How do I query GCP Search APIs asynchronously from an App Engine instance?


I need to search my App Engine indexed documents using the Search API. From what I can tell, the Search API can only be referenced with the google.appengine APIs for the standard environment.

My problem is that some hydrating, flushing, and querying takes longer than 60 seconds. I need to return a response from app engine, continue processing the request in the background, then publish the results to Pub/Sub. However, I can spawn threads or use background_thread in the standard environment. I'd switch to the flexible environment, but I cannot use the Python Search API library.

Is my only option to switch to the flex environment, and use REST APIs?



You probably want to use app engine task queue, which is a task scheduler for queuing pending tasks for another app engine to do it as App engine is single thread engine.

For example,

1. Set up a new service to handle task (OPTIONAL)

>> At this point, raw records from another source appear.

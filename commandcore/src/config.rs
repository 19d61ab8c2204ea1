//! Configuration for command execution and for the engine.
//!
//! [`CommandConfig`] is the small immutable value passed with every call
//! through the chain. [`EngineSettings`] is the serialisable part of the
//! engine configuration; [`EngineConfiguration`] adds the runtime
//! collaborators (the compatibility handler) and is shared as an `Arc`.

use std::sync::Arc;

use serde::{Deserialize, Serialize};

use crate::compatibility::CompatibilityHandler;
use crate::types::EngineName;

/// Per-call execution settings.
#[derive(Debug, Clone, Copy, PartialEq, Eq, Serialize, Deserialize)]
#[serde(default)]
pub struct CommandConfig {
    /// Whether the command may run inside an already active context.
    pub context_reuse_possible: bool,
    /// Whether a frame that created its own context returns the recorded
    /// failure as an error after teardown instead of an empty result.
    pub surface_failures: bool,
}

impl CommandConfig {
    /// Reuse allowed, failures absorbed into the context.
    pub const fn new() -> Self {
        Self {
            context_reuse_possible: true,
            surface_failures: false,
        }
    }

    /// Is context reuse permitted for this call?
    pub const fn is_context_reuse_possible(&self) -> bool {
        self.context_reuse_possible
    }

    /// Returns a copy with the reuse flag set to `possible`.
    #[must_use]
    pub const fn with_context_reuse_possible(mut self, possible: bool) -> Self {
        self.context_reuse_possible = possible;
        self
    }

    /// Returns a copy with failure surfacing set to `surface`.
    #[must_use]
    pub const fn with_surface_failures(mut self, surface: bool) -> Self {
        self.surface_failures = surface;
        self
    }

    /// Returns a copy that always runs in a fresh context.
    #[must_use]
    pub const fn transaction_not_supported(self) -> Self {
        self.with_context_reuse_possible(false)
    }
}

impl Default for CommandConfig {
    fn default() -> Self {
        Self::new()
    }
}

/// Serialisable engine settings.
///
/// Missing fields fall back to their defaults, so `{}` is a valid document.
#[derive(Debug, Clone, PartialEq, Eq, Default, Serialize, Deserialize)]
#[serde(default)]
pub struct EngineSettings {
    /// Name of the engine, used in logs.
    pub engine_name: EngineName,
    /// Configuration used when a caller does not pass one explicitly.
    pub default_command_config: CommandConfig,
}

impl EngineSettings {
    /// Parses settings from a JSON document.
    ///
    /// # Errors
    ///
    /// Returns an error if the document is not valid JSON or a field fails
    /// validation (for example an empty engine name).
    pub fn from_json_str(json: &str) -> serde_json::Result<Self> {
        serde_json::from_str(json)
    }
}

/// Engine-wide configuration shared by every link of a chain.
#[derive(Debug, Clone, Default)]
pub struct EngineConfiguration {
    settings: EngineSettings,
    compatibility_handler: Option<Arc<dyn CompatibilityHandler>>,
}

impl EngineConfiguration {
    /// Creates a configuration from settings, without a compatibility handler.
    pub const fn new(settings: EngineSettings) -> Self {
        Self {
            settings,
            compatibility_handler: None,
        }
    }

    /// Sets the compatibility handler installed as the thread's fallback.
    #[must_use]
    pub fn with_compatibility_handler(mut self, handler: Arc<dyn CompatibilityHandler>) -> Self {
        self.compatibility_handler = Some(handler);
        self
    }

    /// Wraps the configuration for sharing across links.
    pub fn into_shared(self) -> Arc<Self> {
        Arc::new(self)
    }

    /// The engine name.
    pub const fn engine_name(&self) -> &EngineName {
        &self.settings.engine_name
    }

    /// The serialisable settings.
    pub const fn settings(&self) -> &EngineSettings {
        &self.settings
    }

    /// Configuration used when a caller does not pass one explicitly.
    pub const fn default_command_config(&self) -> CommandConfig {
        self.settings.default_command_config
    }

    /// The compatibility handler, if one is configured.
    pub fn compatibility_handler(&self) -> Option<Arc<dyn CompatibilityHandler>> {
        self.compatibility_handler.clone()
    }
}

#[cfg(test)]
mod tests {
    use super::*;

    #[derive(Debug)]
    struct LegacyHandler;

    impl CompatibilityHandler for LegacyHandler {
        fn name(&self) -> &str {
            "legacy"
        }
    }

    #[test]
    fn command_config_defaults_allow_reuse_and_absorb_failures() {
        let config = CommandConfig::default();

        assert!(config.is_context_reuse_possible());
        assert!(!config.surface_failures);
    }

    #[test]
    fn transaction_not_supported_disables_reuse_only() {
        let config = CommandConfig::new()
            .with_surface_failures(true)
            .transaction_not_supported();

        assert!(!config.is_context_reuse_possible());
        assert!(config.surface_failures);
    }

    #[test]
    fn empty_settings_document_uses_defaults() {
        let settings = EngineSettings::from_json_str("{}").unwrap();

        assert_eq!(settings, EngineSettings::default());
        assert_eq!(settings.engine_name.as_ref(), "default");
    }

    #[test]
    fn settings_document_overrides_fields() {
        let settings = EngineSettings::from_json_str(
            r#"{
                "engine_name": "orders",
                "default_command_config": { "context_reuse_possible": false }
            }"#,
        )
        .unwrap();

        assert_eq!(settings.engine_name.as_ref(), "orders");
        assert!(!settings.default_command_config.context_reuse_possible);
        assert!(!settings.default_command_config.surface_failures);
    }

    #[test]
    fn settings_reject_blank_engine_name() {
        assert!(EngineSettings::from_json_str(r#"{ "engine_name": "  " }"#).is_err());
    }

    #[test]
    fn engine_configuration_exposes_handler() {
        let engine = EngineConfiguration::default().with_compatibility_handler(Arc::new(LegacyHandler));

        let handler = engine.compatibility_handler().unwrap();
        assert_eq!(handler.name(), "legacy");
        assert_eq!(engine.engine_name().as_ref(), "default");
    }
}
//! Startup wiring: logger and HTTP clients.

mod client;
mod logger;

pub use client::{init_client, init_manual_redirect_client};
pub use logger::init_logger_with;
// Shared test helpers: auditor/state construction against mock origins.

use std::sync::Arc;
use std::time::Duration;

use site_audit::audit::Auditor;
use site_audit::cache::AuditCache;
use site_audit::config::AuditConfig;
use site_audit::initialization::{init_client, init_manual_redirect_client};
use site_audit::probe::Prober;
use site_audit::server::AppState;
use site_audit::snapshot::{MemorySnapshotStore, SnapshotStore};

/// Builds an auditor over the given configuration.
#[allow(dead_code)] // Used by other test files
pub fn auditor_with(config: AuditConfig) -> Auditor {
    let config = Arc::new(config);
    let follow = init_client(&config.user_agent).expect("client");
    let manual = init_manual_redirect_client(&config.user_agent).expect("manual client");
    Auditor::new(Prober::new(follow, manual), config)
}

/// Builds full app state with an in-memory snapshot store.
#[allow(dead_code)]
pub fn state_with(config: AuditConfig) -> AppState {
    let config = Arc::new(config);
    let follow = init_client(&config.user_agent).expect("client");
    let manual = init_manual_redirect_client(&config.user_agent).expect("manual client");
    let auditor = Auditor::new(Prober::new(follow, manual), Arc::clone(&config));
    let store: Option<Arc<dyn SnapshotStore>> = Some(Arc::new(MemorySnapshotStore::default()));
    AppState {
        auditor,
        cache: Arc::new(AuditCache::new(Duration::from_millis(config.cache_ttl_ms))),
        store,
        config,
    }
}

/// Serves the app on an ephemeral port, returning its base URL.
#[allow(dead_code)]
pub async fn spawn_app(state: AppState) -> String {
    let listener = tokio::net::TcpListener::bind("127.0.0.1:0")
        .await
        .expect("bind ephemeral port");
    let addr = listener.local_addr().expect("local addr");
    tokio::spawn(async move {
        axum::serve(listener, site_audit::router(state))
            .await
            .expect("test server");
    });
    format!("http://{addr}")
}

Setup a yaml call newtaskworker.yaml which is similar to your app.yaml, as you may want another service to do the task not the original one.

Only difference is remember to add a service name for it, service: newtaskworker

Remember to deploy it by gcloud app deploy newtaskworker.yaml

2. Set up a queue

Read How to Create new queue, generally speak you need a queue.yaml for queuing the tasks. Remember to deploy it by gcloud app deploy queue.yaml

queue:
- name: queue_name
  rate: 20/s #You may limit the speed of *START* new task here
  bucket_size: 40
  max_concurrent_requests: 10 #This is limited by your max_instances allowed in newtaskworker.yaml, you may simply omit it

3. Finally your code

from google.appengine.api import taskqueue

#/deleteTask
class DeleteTask(webapp2.RequestHandler):
    def get(self):
        paramA      = self.request.get('paramA')
        paramB      = self.request.get('paramB')
        #your Search delete here

class GetPostDataTask(webapp2.RequestHandler):
    def get(self):   
        #If you don't want to use a new service, simply use 'default` in target.
        #Your Go to Pub/Sub work here.
        taskqueue.add(queue_name='queue_name', url='/deleteTask', method='GET', params={'paramA': 1, 'paramB': 2}, target='newtaskworker')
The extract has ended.